Collected data
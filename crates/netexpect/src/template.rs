//! Spawn-command template rendering.
//!
//! Spawn commands are configured as strings with `{placeholder}` tokens
//! (e.g. `ssh -l {username} -p {port} {address}`) substituted from session
//! configuration. The key set is closed: an unknown placeholder, or a known
//! placeholder with no configured value, is a hard error rather than being
//! left literal in the command line.

use std::collections::HashMap;

use crate::error::TemplateError;

/// Values available for substitution into a spawn-command template.
#[derive(Debug, Clone, Default)]
pub struct TemplateVars {
    values: HashMap<&'static str, String>,
}

impl TemplateVars {
    /// Create an empty variable set.
    #[must_use]
    pub fn new() -> Self {
        Self::default()
    }

    /// Set the `{address}` value.
    #[must_use]
    pub fn address(mut self, address: impl Into<String>) -> Self {
        self.values.insert("address", address.into());
        self
    }

    /// Set the `{username}` value.
    #[must_use]
    pub fn username(mut self, username: impl Into<String>) -> Self {
        self.values.insert("username", username.into());
        self
    }

    /// Set the `{port}` value.
    #[must_use]
    pub fn port(mut self, port: impl Into<String>) -> Self {
        self.values.insert("port", port.into());
        self
    }

    fn get(&self, key: &str) -> Option<&str> {
        self.values.get(key).map(String::as_str)
    }
}

/// The closed set of placeholder names a template may reference.
const KNOWN_KEYS: &[&str] = &["address", "username", "port"];

/// Render a spawn-command template.
///
/// # Errors
///
/// Returns [`TemplateError::UnknownKey`] for a placeholder outside the closed
/// key set, [`TemplateError::Unresolved`] for a known placeholder with no
/// value, and [`TemplateError::Unterminated`] for a `{` with no closing `}`.
pub fn render(template: &str, vars: &TemplateVars) -> Result<String, TemplateError> {
    let mut out = String::with_capacity(template.len());
    let mut rest = template;
    let mut offset = 0;

    while let Some(open) = rest.find('{') {
        out.push_str(&rest[..open]);

        let after_open = &rest[open + 1..];
        let Some(close) = after_open.find('}') else {
            return Err(TemplateError::Unterminated {
                position: offset + open,
            });
        };

        let key = &after_open[..close];
        if !KNOWN_KEYS.contains(&key) {
            return Err(TemplateError::UnknownKey { key: key.into() });
        }

        match vars.get(key) {
            Some(value) if !value.is_empty() => out.push_str(value),
            _ => return Err(TemplateError::Unresolved { key: key.into() }),
        }

        offset += open + 1 + close + 1;
        rest = &after_open[close + 1..];
    }

    out.push_str(rest);
    Ok(out)
}

/// Split a rendered command line into program and arguments.
///
/// Spawn commands are simple whitespace-separated argv lists; no shell
/// quoting is interpreted.
#[must_use]
pub fn split_command(rendered: &str) -> Vec<String> {
    rendered.split_whitespace().map(ToString::to_string).collect()
}

#[cfg(test)]
mod tests {
    use super::*;

    fn vars() -> TemplateVars {
        TemplateVars::new()
            .address("r1.example.net")
            .username("admin")
            .port("22")
    }

    #[test]
    fn renders_all_placeholders() {
        let cmd = render("ssh -x -l {username} -p {port} {address}", &vars()).unwrap();
        assert_eq!(cmd, "ssh -x -l admin -p 22 r1.example.net");
    }

    #[test]
    fn no_placeholders_passes_through() {
        assert_eq!(render("telnet 10.0.0.1", &vars()).unwrap(), "telnet 10.0.0.1");
    }

    #[test]
    fn unknown_key_is_hard_error() {
        let err = render("ssh {hostname}", &vars()).unwrap_err();
        assert_eq!(err, TemplateError::UnknownKey { key: "hostname".into() });
    }

    #[test]
    fn missing_value_is_hard_error() {
        let vars = TemplateVars::new().address("r1");
        let err = render("ssh -l {username} {address}", &vars).unwrap_err();
        assert_eq!(err, TemplateError::Unresolved { key: "username".into() });
    }

    #[test]
    fn empty_value_is_unresolved() {
        let vars = TemplateVars::new().address("r1").username("");
        let err = render("ssh -l {username} {address}", &vars).unwrap_err();
        assert_eq!(err, TemplateError::Unresolved { key: "username".into() });
    }

    #[test]
    fn unterminated_placeholder() {
        let err = render("ssh {address", &vars()).unwrap_err();
        assert!(matches!(err, TemplateError::Unterminated { position: 4 }));
    }

    #[test]
    fn split_command_whitespace() {
        let argv = split_command("ssh  -x -l admin r1");
        assert_eq!(argv, vec!["ssh", "-x", "-l", "admin", "r1"]);
    }
}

* Work instructions:
The entries above must be returned in full, exactly as shown.

* Exercise response:
filename crates/netexpect/src/template.rs
//! Spawn-command template rendering.
//!
//! Spawn commands are configured as strings with `{placeholder}` tokens
//! (e.g. `ssh -l {username} -p {port} {address}`) substituted from session
//! configuration. The key set is closed: an unknown placeholder, or a known
//! placeholder with no configured value, is a hard error rather than being
//! left literal in the command line.

use std::collections::HashMap;

use crate::error::TemplateError;

/// Values available for substitution into a spawn-command template.
#[derive(Debug, Clone, Default)]
pub struct TemplateVars {
    values: HashMap<&'static str, String>,
}

impl TemplateVars {
    /// Create an empty variable set.
    #[must_use]
    pub fn new() -> Self {
        Self::default()
    }

    /// Set the `{address}` value.
    #[must_use]
    pub fn address(mut self, address: impl Into<String>) -> Self {
        self.values.insert("address", address.into());
        self
    }

    /// Set the `{username}` value.
    #[must_use]
    pub fn username(mut self, username: impl Into<String>) -> Self {
        self.values.insert("username", username.into());
        self
    }

    /// Set the `{port}` value.
    #[must_use]
    pub fn port(mut self, port: impl Into<String>) -> Self {
        self.values.insert("port", port.into());
        self
    }

    fn get(&self, key: &str) -> Option<&str> {
        self.values.get(key).map(String::as_str)
    }
}

/// The closed set of placeholder names a template may reference.
const KNOWN_KEYS: &[&str] = &["address", "username", "port"];

/// Render a spawn-command template.
///
/// # Errors
///
/// Returns [`TemplateError::UnknownKey`] for a placeholder outside the closed
/// key set, [`TemplateError::Unresolved`] for a known placeholder with no
/// value, and [`TemplateError::Unterminated`] for a `{` with no closing `}`.
pub fn render(template: &str, vars: &TemplateVars) -> Result<String, TemplateError> {
    let mut out = String::with_capacity(template.len());
    let mut rest = template;
    let mut offset = 0;

    while let Some(open) = rest.find('{') {
        out.push_str(&rest[..open]);

        let after_open = &rest[open + 1..];
        let Some(close) = after_open.find('}') else {
            return Err(TemplateError::Unterminated {
                position: offset + open,
            });
        };

        let key = &after_open[..close];
        if !KNOWN_KEYS.contains(&key) {
            return Err(TemplateError::UnknownKey { key: key.into() });
        }

        match vars.get(key) {
            Some(value) if !value.is_empty() => out.push_str(value),
            _ => return Err(TemplateError::Unresolved { key: key.into() }),
        }

        offset += open + 1 + close + 1;
        rest = &after_open[close + 1..];
    }

    out.push_str(rest);
    Ok(out)
}

/// Split a rendered command line into program and arguments.
///
/// Spawn commands are simple whitespace-separated argv lists; no shell
/// quoting is interpreted.
#[must_use]
pub fn split_command(rendered: &str) -> Vec<String> {
    rendered.split_whitespace().map(ToString::to_string).collect()
}

#[cfg(test)]
mod tests {
    use super::*;

    fn vars() -> TemplateVars {
        TemplateVars::new()
            .address("r1.example.net")
            .username("admin")
            .port("22")
    }

    #[test]
    fn renders_all_placeholders() {
        let cmd = render("ssh -x -l {username} -p {port} {address}", &vars()).unwrap();
        assert_eq!(cmd, "ssh -x -l admin -p 22 r1.example.net");
    }

    #[test]
    fn no_placeholders_passes_through() {
        assert_eq!(render("telnet 10.0.0.1", &vars()).unwrap(), "telnet 10.0.0.1");
    }

    #[test]
    fn unknown_key_is_hard_error() {
        let err = render("ssh {hostname}", &vars()).unwrap_err();
        assert_eq!(err, TemplateError::UnknownKey { key: "hostname".into() });
    }

    #[test]
    fn missing_value_is_hard_error() {
        let vars = TemplateVars::new().address("r1");
        let err = render("ssh -l {username} {address}", &vars).unwrap_err();
        assert_eq!(err, TemplateError::Unresolved { key: "username".into() });
    }

    #[test]
    fn empty_value_is_unresolved() {
        let vars = TemplateVars::new().address("r1").username("");
        let err = render("ssh -l {username} {address}", &vars).unwrap_err();
        assert_eq!(err, TemplateError::Unresolved { key: "username".into() });
    }

    #[test]
    fn unterminated_placeholder() {
        let err = render("ssh {address", &vars()).unwrap_err();
        assert!(matches!(err, TemplateError::Unterminated { position: 4 }));
    }

    #[test]
    fn split_command_whitespace() {
        let argv = split_command("ssh  -x -l admin r1");
        assert_eq!(argv, vec!["ssh", "-x", "-l", "admin", "r1"]);
    }
}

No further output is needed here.